Data under study:

-*-*-

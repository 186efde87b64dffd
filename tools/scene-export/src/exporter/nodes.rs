//! Node hierarchy, animation and skin stages

use glb_builder::{Valid, json, node};
use hashbrown::HashMap;
use scenepack_shared::{Component, NodeId, SceneGraph, SceneNode};
use tracing::debug;

use super::GltfExporter;
use super::convert;
use crate::error::ExportError;

impl GltfExporter {
    /// Export the hierarchy under the root in post-order
    ///
    /// Children always get lower indices than their parent. A node reachable
    /// through several parents is exported once, under the first parent the
    /// pre-order walk reaches it from.
    pub(super) fn export_nodes(&mut self, graph: &SceneGraph) {
        let Some(root) = graph.root else {
            return;
        };

        let order = graph.traverse_pre_order();
        let mut children: HashMap<NodeId, Vec<NodeId>> = HashMap::new();
        for &(id, parent) in &order {
            if let Some(parent) = parent {
                children.entry(parent).or_default().push(id);
            }
        }

        let mut exported: HashMap<NodeId, u32> = HashMap::with_capacity(order.len());
        let mut stack = vec![(root, false)];
        while let Some((id, expanded)) = stack.pop() {
            if !expanded {
                stack.push((id, true));
                if let Some(kids) = children.get(&id) {
                    stack.extend(kids.iter().rev().map(|&kid| (kid, false)));
                }
                continue;
            }

            let Some(scene_node) = graph.node(id) else {
                continue;
            };
            let child_indices: Vec<u32> = children
                .get(&id)
                .map(|kids| kids.iter().filter_map(|k| exported.get(k).copied()).collect())
                .unwrap_or_default();
            let index = self.export_node(scene_node, child_indices);
            exported.insert(id, index);
        }

        let Some(&root_index) = exported.get(&root) else {
            return;
        };
        let name = &graph.metadata.name;
        self.root.scenes.push(json::Scene {
            extensions: Default::default(),
            extras: Default::default(),
            name: (!name.is_empty()).then(|| name.clone()),
            nodes: vec![json::Index::new(root_index)],
        });
        self.root.scene = Some(json::Index::new(0));
    }

    fn export_node(&mut self, scene_node: &SceneNode, mut children: Vec<u32>) -> u32 {
        let path = format!("nodes[{}]", scene_node.id);
        let name = if scene_node.name.is_empty() {
            scene_node.id.as_str()
        } else {
            scene_node.name.as_str()
        };

        let mut gltf_node = node(name);
        convert::apply_transform(&mut gltf_node, &scene_node.transform);

        for (k, component) in scene_node.components.iter().enumerate() {
            match component {
                Component::Mesh {
                    mesh_id,
                    material_id,
                } => {
                    let Some(mesh) = self.mesh_index(mesh_id, material_id.as_deref(), &path) else {
                        continue;
                    };
                    if gltf_node.mesh.is_none() {
                        gltf_node.mesh = Some(json::Index::new(mesh));
                    } else {
                        // A glTF node holds one mesh; the rest go on child nodes
                        let mut extra = node(&format!("{}_mesh{}", name, k));
                        extra.mesh = Some(json::Index::new(mesh));
                        children.push(self.root.nodes.len() as u32);
                        self.root.nodes.push(extra);
                    }
                }
                Component::Camera(camera) => {
                    if gltf_node.camera.is_some() {
                        self.warnings
                            .push(&path, "node has several cameras; only the first is exported");
                        continue;
                    }
                    let index = self.root.cameras.len() as u32;
                    self.root.cameras.push(convert::camera(name, camera));
                    gltf_node.camera = Some(json::Index::new(index));
                }
                Component::Light(light) => {
                    self.warnings.push(
                        &path,
                        format!(
                            "{:?} light dropped; punctual light extensions are not emitted",
                            light.kind
                        ),
                    );
                }
                Component::Custom { kind, .. } => {
                    debug!("{}: custom component '{}' has no glTF equivalent", path, kind);
                }
            }
        }

        if !children.is_empty() {
            gltf_node.children = Some(children.into_iter().map(json::Index::new).collect());
        }

        let index = self.root.nodes.len() as u32;
        self.root.nodes.push(gltf_node);
        if self.node_ids.contains_key(&scene_node.id) {
            self.warnings.push(
                &path,
                "duplicate node id; animations and skins resolve to the first one",
            );
        } else {
            self.node_ids.insert(scene_node.id.clone(), index);
        }
        index
    }

    /// Channels are resolved before any keyframe data is copied, so dropped
    /// channels and animations leave nothing behind in the output buffer.
    pub(super) fn export_animations(&mut self, graph: &SceneGraph) -> Result<(), ExportError> {
        for (i, animation) in graph.animations.iter().enumerate() {
            let path = format!("animations[{}]", i);

            let mut targets = Vec::with_capacity(animation.channels.len());
            for (c, channel) in animation.channels.iter().enumerate() {
                let channel_path = format!("{}.channels[{}]", path, c);
                let Some(&target) = self.node_ids.get(&channel.target_node) else {
                    self.warnings.push(
                        channel_path,
                        format!("target node '{}' not found, channel dropped", channel.target_node),
                    );
                    continue;
                };
                if animation.samplers.get(channel.sampler as usize).is_none() {
                    self.warnings.push(
                        channel_path,
                        format!("sampler {} not found, channel dropped", channel.sampler),
                    );
                    continue;
                }
                targets.push((channel_path, channel, target));
            }

            // Source sampler index -> exported sampler index, filled on first use
            let mut sampler_map: Vec<Option<Option<u32>>> = vec![None; animation.samplers.len()];
            let mut samplers = Vec::new();
            let mut channels = Vec::new();
            for (channel_path, channel, target) in targets {
                let source = channel.sampler as usize;
                let exported = match sampler_map[source] {
                    Some(exported) => exported,
                    None => {
                        let sampler = &animation.samplers[source];
                        let sampler_path = format!("{}.samplers[{}]", path, source);
                        let input = self.export_accessor(graph, sampler.input, &sampler_path)?;
                        let output = self.export_accessor(graph, sampler.output, &sampler_path)?;
                        let exported = match (input, output) {
                            (Some(input), Some(output)) => {
                                samplers.push(json::animation::Sampler {
                                    input: input.as_json_index(),
                                    interpolation: Valid(convert::interpolation(sampler.interpolation)),
                                    output: output.as_json_index(),
                                    extensions: Default::default(),
                                    extras: Default::default(),
                                });
                                Some(samplers.len() as u32 - 1)
                            }
                            _ => {
                                self.warnings
                                    .push(sampler_path, "sampler dropped, keyframe data unavailable");
                                None
                            }
                        };
                        sampler_map[source] = Some(exported);
                        exported
                    }
                };
                let Some(sampler) = exported else {
                    self.warnings.push(
                        channel_path,
                        format!("sampler {} unavailable, channel dropped", channel.sampler),
                    );
                    continue;
                };
                channels.push(json::animation::Channel {
                    sampler: json::Index::new(sampler),
                    target: json::animation::Target {
                        node: json::Index::new(target),
                        path: Valid(convert::animation_path(channel.path)),
                        extensions: Default::default(),
                        extras: Default::default(),
                    },
                    extensions: Default::default(),
                    extras: Default::default(),
                });
            }

            if channels.is_empty() {
                self.warnings
                    .push(&path, format!("animation '{}' has no exportable channels", animation.name));
                continue;
            }

            self.root.animations.push(json::Animation {
                name: Some(animation.name.clone()),
                channels,
                samplers,
                extensions: Default::default(),
                extras: Default::default(),
            });
        }
        Ok(())
    }

    pub(super) fn export_skins(&mut self, graph: &SceneGraph) {
        for (i, skin) in graph.skins.iter().enumerate() {
            let path = format!("skins[{}]", i);

            let mut joints = Vec::with_capacity(skin.joints.len());
            let mut matrices = Vec::with_capacity(skin.joints.len());
            for (j, joint) in skin.joints.iter().enumerate() {
                match self.node_ids.get(&joint.node_id) {
                    Some(&index) => {
                        joints.push(json::Index::new(index));
                        matrices.push(joint.inverse_bind_matrix);
                    }
                    None => self.warnings.push(
                        format!("{}.joints[{}]", path, j),
                        format!("joint node '{}' not found, dropped", joint.node_id),
                    ),
                }
            }
            if joints.is_empty() {
                self.warnings
                    .push(&path, format!("skin '{}' has no resolvable joints", skin.name));
                continue;
            }

            let skeleton = match skin.skeleton.as_deref() {
                Some(id) => match self.node_ids.get(id) {
                    Some(&index) => Some(json::Index::new(index)),
                    None => {
                        self.warnings.push(
                            format!("{}.skeleton", path),
                            format!("skeleton node '{}' not found", id),
                        );
                        None
                    }
                },
                None => None,
            };

            let inverse_bind_matrices = self.buffer.pack_mat4(&matrices);
            self.root.skins.push(json::Skin {
                extensions: Default::default(),
                extras: Default::default(),
                inverse_bind_matrices: Some(inverse_bind_matrices.as_json_index()),
                joints,
                name: Some(skin.name.clone()),
                skeleton,
            });
        }
    }
}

-*-*-

Which lines of the data include the string "order"? Copy each of them.

    /// Export the hierarchy under the root in post-order
    /// pre-order walk reaches it from.
        let order = graph.traverse_pre_order();
        for &(id, parent) in &order {
        let mut exported: HashMap<NodeId, u32> = HashMap::with_capacity(order.len());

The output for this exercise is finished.